The court is also not impressed by the DOJ’s claim that blocking does not burden anyone’s speech.
That assertion is not well‐grounded in the facts presented to us. The government is correct that the Individual Plaintiffs have no right to require the President to listen to their speech. See Minnesota State Bd. for Cmty. Colleges v. Knight, 465 U.S. 271, 283 (1984) (a plaintiff has “no constitutional right to force the government to listen to their views”). However, the speech restrictions at issue burden the Individual Plaintiffs’ ability to converse on Twitter with others who may be speaking to or about the President. President Trump is only one of thousands of recipients of the messages the Individual Plaintiffs seek to communicate.
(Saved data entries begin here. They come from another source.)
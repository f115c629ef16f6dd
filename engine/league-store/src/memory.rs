//! In-memory league store

use crate::backend::{find_conflict, LeagueStore, NewTradeProposal, RosterWrite, TradeSettlement};
use crate::error::{Result, StoreError};
use crate::seed::LeagueSeed;
use crate::types::{
    Player, ProposalId, Roster, ScheduledMatchup, Team, TeamId, TradeProposal, TradeStatus,
};
use std::collections::{BTreeMap, HashMap};
use tokio::sync::RwLock;

#[derive(Debug, Default)]
struct LeagueState {
    players: Vec<Player>,
    teams: Vec<Team>,
    rosters: HashMap<TeamId, Roster>,
    schedule: Vec<ScheduledMatchup>,
    proposals: BTreeMap<ProposalId, TradeProposal>,
    next_proposal_id: i64,
}

impl LeagueState {
    /// Check every roster against its stored version and league-wide
    /// ownership without writing anything
    fn check_write(&self, rosters: &[Roster]) -> Option<RosterWrite> {
        for roster in rosters {
            match self.rosters.get(&roster.team_id) {
                None => return Some(RosterWrite::Missing(roster.team_id)),
                Some(stored) if stored.version != roster.version => {
                    return Some(RosterWrite::Stale {
                        team_id: roster.team_id,
                        expected: roster.version,
                        actual: stored.version,
                    });
                }
                Some(_) => {}
            }
        }

        let mut after: Vec<&Roster> = self
            .rosters
            .values()
            .filter(|stored| rosters.iter().all(|r| r.team_id != stored.team_id))
            .collect();
        after.extend(rosters.iter());
        find_conflict(&after)
    }

    fn apply_rosters(&mut self, rosters: &[Roster]) -> Vec<Roster> {
        rosters
            .iter()
            .map(|roster| {
                let written = Roster { version: roster.version + 1, ..roster.clone() };
                self.rosters.insert(written.team_id, written.clone());
                written
            })
            .collect()
    }
}

/// In-memory league store (tests, demos and single-process runs)
///
/// All writes happen under one lock, so multi-roster writes are atomic.
#[derive(Debug, Default)]
pub struct InMemoryLeagueStore {
    state: RwLock<LeagueState>,
}

impl InMemoryLeagueStore {
    /// Create an empty store
    pub fn new() -> Self {
        Self::default()
    }

    /// Create a store holding the seed's league
    pub fn from_seed(seed: LeagueSeed) -> Result<Self> {
        let league = seed.into_entities()?;

        let mut rosters = HashMap::new();
        for roster in league.rosters {
            if rosters.insert(roster.team_id, roster).is_some() {
                return Err(StoreError::invalid_row("roster", "more than one roster for a team"));
            }
        }

        let next_proposal_id =
            league.proposals.iter().map(|p| p.id.0).max().unwrap_or(0) + 1;
        let proposals = league.proposals.into_iter().map(|p| (p.id, p)).collect();

        tracing::debug!(
            "Seeded in-memory store: {} players, {} teams, {} rosters",
            league.players.len(),
            league.teams.len(),
            rosters.len()
        );

        Ok(Self {
            state: RwLock::new(LeagueState {
                players: league.players,
                teams: league.teams,
                rosters,
                schedule: league.schedule,
                proposals,
                next_proposal_id,
            }),
        })
    }
}

#[async_trait::async_trait]
impl LeagueStore for InMemoryLeagueStore {
    async fn load_players(&self) -> Result<Vec<Player>> {
        Ok(self.state.read().await.players.clone())
    }

    async fn load_teams(&self) -> Result<Vec<Team>> {
        Ok(self.state.read().await.teams.clone())
    }

    async fn load_rosters(&self) -> Result<Vec<Roster>> {
        let state = self.state.read().await;
        let mut rosters: Vec<Roster> = state.rosters.values().cloned().collect();
        rosters.sort_by_key(|r| r.team_id);
        Ok(rosters)
    }

    async fn load_schedule(&self) -> Result<Vec<ScheduledMatchup>> {
        Ok(self.state.read().await.schedule.clone())
    }

    async fn load_trade_proposals(&self) -> Result<Vec<TradeProposal>> {
        Ok(self.state.read().await.proposals.values().cloned().collect())
    }

    async fn load_roster(&self, team_id: TeamId) -> Result<Option<Roster>> {
        Ok(self.state.read().await.rosters.get(&team_id).cloned())
    }

    async fn load_trade_proposal(&self, id: ProposalId) -> Result<Option<TradeProposal>> {
        Ok(self.state.read().await.proposals.get(&id).cloned())
    }

    async fn update_rosters(&self, rosters: &[Roster]) -> Result<RosterWrite> {
        let mut state = self.state.write().await;
        if let Some(rejected) = state.check_write(rosters) {
            return Ok(rejected);
        }
        Ok(RosterWrite::Applied(state.apply_rosters(rosters)))
    }

    async fn insert_trade_proposal(&self, proposal: NewTradeProposal) -> Result<TradeProposal> {
        let mut state = self.state.write().await;
        let id = ProposalId(state.next_proposal_id);
        state.next_proposal_id += 1;

        let stored = TradeProposal {
            id,
            proposing_team_id: proposal.proposing_team_id,
            receiving_team_id: proposal.receiving_team_id,
            offered: proposal.offered,
            requested: proposal.requested,
            status: TradeStatus::Pending,
            created_at: chrono::Utc::now(),
        };
        state.proposals.insert(id, stored.clone());

        Ok(stored)
    }

    async fn set_trade_status(
        &self,
        id: ProposalId,
        from: TradeStatus,
        to: TradeStatus,
    ) -> Result<bool> {
        let mut state = self.state.write().await;
        match state.proposals.get_mut(&id) {
            Some(proposal) if proposal.status == from => {
                proposal.status = to;
                Ok(true)
            }
            _ => Ok(false),
        }
    }

    async fn settle_trade(&self, id: ProposalId, rosters: &[Roster]) -> Result<TradeSettlement> {
        let mut state = self.state.write().await;

        match state.proposals.get(&id) {
            None => return Ok(TradeSettlement::ProposalMissing),
            Some(proposal) if !proposal.is_pending() => {
                return Ok(TradeSettlement::NotPending(proposal.status));
            }
            Some(_) => {}
        }

        if let Some(rejected) = state.check_write(rosters) {
            return Ok(TradeSettlement::Rosters(rejected));
        }

        let written = state.apply_rosters(rosters);
        let proposal = state
            .proposals
            .get_mut(&id)
            .ok_or_else(|| StoreError::internal(format!("proposal {id} vanished under lock")))?;
        proposal.status = TradeStatus::Accepted;

        Ok(TradeSettlement::Settled { proposal: proposal.clone(), rosters: written })
    }
}

#[cfg(test)]
mod tests {
    use super::*;
    use crate::types::PlayerId;

    fn ids(raw: &[i64]) -> Vec<PlayerId> {
        raw.iter().copied().map(PlayerId).collect()
    }

    fn two_team_store() -> InMemoryLeagueStore {
        let mut seed = LeagueSeed::default().add_team(1, "A").add_team(2, "B");
        for id in 1..=9 {
            seed = seed.add_player(id, &format!("Player {id}"), "WR", "FA", 10.0);
        }
        let seed = seed.add_roster(1, &[1, 2, 3], &[4]).add_roster(2, &[5, 6, 7], &[8]);
        InMemoryLeagueStore::from_seed(seed).unwrap()
    }

    #[tokio::test]
    async fn test_update_rosters_bumps_version() {
        let store = two_team_store();
        let mut roster = store.load_roster(TeamId(1)).await.unwrap().unwrap();
        roster.bench.push(PlayerId(9));

        match store.update_rosters(&[roster]).await.unwrap() {
            RosterWrite::Applied(written) => assert_eq!(written[0].version, 1),
            other => panic!("Expected Applied, got {other:?}"),
        }

        let stored = store.load_roster(TeamId(1)).await.unwrap().unwrap();
        assert_eq!(stored.bench, ids(&[4, 9]));
        assert_eq!(stored.version, 1);
    }

    #[tokio::test]
    async fn test_stale_write_is_rejected_without_partial_apply() {
        let store = two_team_store();
        let team1 = store.load_roster(TeamId(1)).await.unwrap().unwrap();
        let mut team2 = store.load_roster(TeamId(2)).await.unwrap().unwrap();

        // Someone else writes team 2 first
        store.update_rosters(&[team2.clone()]).await.unwrap();

        let mut changed1 = team1.clone();
        changed1.bench.clear();
        team2.bench.clear();

        let outcome = store.update_rosters(&[changed1, team2]).await.unwrap();
        assert_eq!(outcome, RosterWrite::Stale { team_id: TeamId(2), expected: 0, actual: 1 });

        let stored1 = store.load_roster(TeamId(1)).await.unwrap().unwrap();
        assert_eq!(stored1, team1);
    }

    #[tokio::test]
    async fn test_missing_roster_write() {
        let store = two_team_store();
        let ghost = Roster::new(TeamId(42), vec![], vec![]);
        assert_eq!(store.update_rosters(&[ghost]).await.unwrap(), RosterWrite::Missing(TeamId(42)));
    }

    #[tokio::test]
    async fn test_proposal_ids_are_monotonic() {
        let store = two_team_store();
        let draft = NewTradeProposal {
            proposing_team_id: TeamId(1),
            receiving_team_id: TeamId(2),
            offered: ids(&[4]),
            requested: ids(&[5]),
        };
        let first = store.insert_trade_proposal(draft.clone()).await.unwrap();
        let second = store.insert_trade_proposal(draft).await.unwrap();

        assert!(second.id > first.id);
        assert_eq!(first.status, TradeStatus::Pending);
        let all = store.load_trade_proposals().await.unwrap();
        assert_eq!(all.iter().map(|p| p.id).collect::<Vec<_>>(), vec![first.id, second.id]);
    }

    #[tokio::test]
    async fn test_conditional_status_update() {
        let store = two_team_store();
        let proposal = store
            .insert_trade_proposal(NewTradeProposal {
                proposing_team_id: TeamId(1),
                receiving_team_id: TeamId(2),
                offered: ids(&[4]),
                requested: ids(&[8]),
            })
            .await
            .unwrap();

        assert!(store
            .set_trade_status(proposal.id, TradeStatus::Pending, TradeStatus::Rejected)
            .await
            .unwrap());
        assert!(!store
            .set_trade_status(proposal.id, TradeStatus::Pending, TradeStatus::Accepted)
            .await
            .unwrap());
        assert!(!store
            .set_trade_status(ProposalId(99), TradeStatus::Pending, TradeStatus::Rejected)
            .await
            .unwrap());
    }

    #[tokio::test]
    async fn test_settle_trade_is_atomic() {
        let store = two_team_store();
        let proposal = store
            .insert_trade_proposal(NewTradeProposal {
                proposing_team_id: TeamId(1),
                receiving_team_id: TeamId(2),
                offered: ids(&[4]),
                requested: ids(&[5]),
            })
            .await
            .unwrap();

        let team1 = Roster::new(TeamId(1), ids(&[1, 2, 3]), ids(&[5]));
        let ghost = Roster::new(TeamId(3), vec![], ids(&[4]));

        let outcome = store.settle_trade(proposal.id, &[team1.clone(), ghost]).await.unwrap();
        assert_eq!(outcome, TradeSettlement::Rosters(RosterWrite::Missing(TeamId(3))));

        let still_pending = store.load_trade_proposal(proposal.id).await.unwrap().unwrap();
        assert!(still_pending.is_pending());
        assert_eq!(store.load_roster(TeamId(1)).await.unwrap().unwrap().bench, ids(&[4]));

        let team2 = Roster::new(TeamId(2), ids(&[6, 7]), ids(&[8, 4]));
        match store.settle_trade(proposal.id, &[team1, team2]).await.unwrap() {
            TradeSettlement::Settled { proposal, rosters } => {
                assert_eq!(proposal.status, TradeStatus::Accepted);
                assert_eq!(rosters.len(), 2);
            }
            other => panic!("Expected Settled, got {other:?}"),
        }

        let again = store.settle_trade(proposal.id, &[]).await.unwrap();
        assert_eq!(again, TradeSettlement::NotPending(TradeStatus::Accepted));
    }

    #[tokio::test]
    async fn test_write_cannot_take_another_teams_player() {
        let store = two_team_store();
        let mut team1 = store.load_roster(TeamId(1)).await.unwrap().unwrap();
        team1.bench.push(PlayerId(8));

        let outcome = store.update_rosters(&[team1]).await.unwrap();
        assert_eq!(outcome, RosterWrite::Conflict { player_id: PlayerId(8), owner: TeamId(2) });
        assert_eq!(store.load_roster(TeamId(1)).await.unwrap().unwrap().version, 0);
    }

    #[tokio::test]
    async fn test_racing_adds_of_one_free_agent() {
        let store = two_team_store();
        let mut team1 = store.load_roster(TeamId(1)).await.unwrap().unwrap();
        let mut team2 = store.load_roster(TeamId(2)).await.unwrap().unwrap();
        team1.bench.push(PlayerId(9));
        team2.bench.push(PlayerId(9));

        assert!(matches!(store.update_rosters(&[team1]).await.unwrap(), RosterWrite::Applied(_)));
        let outcome = store.update_rosters(&[team2]).await.unwrap();
        assert_eq!(outcome, RosterWrite::Conflict { player_id: PlayerId(9), owner: TeamId(1) });
    }
}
While he is certainly not required to listen, once he opens up the interactive features of his account to the public at large he is not entitled to censor selected users because they express views with which he disagrees.
Again: here the ruling could have been clearer. Some will argue (incorrectly) that this shows that when people say that if you’re banned from one particular platform, even if you have many others, you’ve had your 1st Amendment rights taken away from you. But, again, the key factor here is whether or not it is state action doing the banning. That’s where it’s unconstitutional.
It’s a good overall ruling and the correct outcome. I just wish the judge had been a bit clearer in some of the statements. And, for those who will falsely use this ruling to argue that the case says that Twitter itself is a public forum and must abide by the 1st Amendment, law professor Eugene Volokh does a nice job explaining why you’re wrong:
Whether the First Amendment applies to a speech restriction generally depends on who is imposing the restriction. If the government is imposing the restriction, then the First Amendment does apply, whether or not the speech is on private property. Likewise, if a private entity is imposing the restriction, then the First Amendment doesn’t apply, whether or not the speech is on government property. (If, for instance, I hit you because of an offensive message that you’re wearing on a city sidewalk, I’m guilty of a crime and a tort, but not a First Amendment violation, unless I’m acting in my capacity as an agent for the government. If your private employer fires you because it learns of your having said something offensive on a city sidewalk, then in many states it wouldn’t be guilty of anything, and in any event not of a First Amendment violation.)
So, again, one can argue that @RealDonaldTrump is run by President Trump in his personal capacity, not his official capacity; but once the court rejected that view, then it doesn’t matter that @RealDonaldTrump is a forum set up on a private company’s computers. Though Twitter, as a private actor, isn’t bound by the First Amendment, a government official, acting in his official capacity, is bound by it.
Either way, kudos to the team at the Knight 1st Amendment Center who brought this case and have continued to pursue this key (and very interesting) aspect of 1st Amendment law.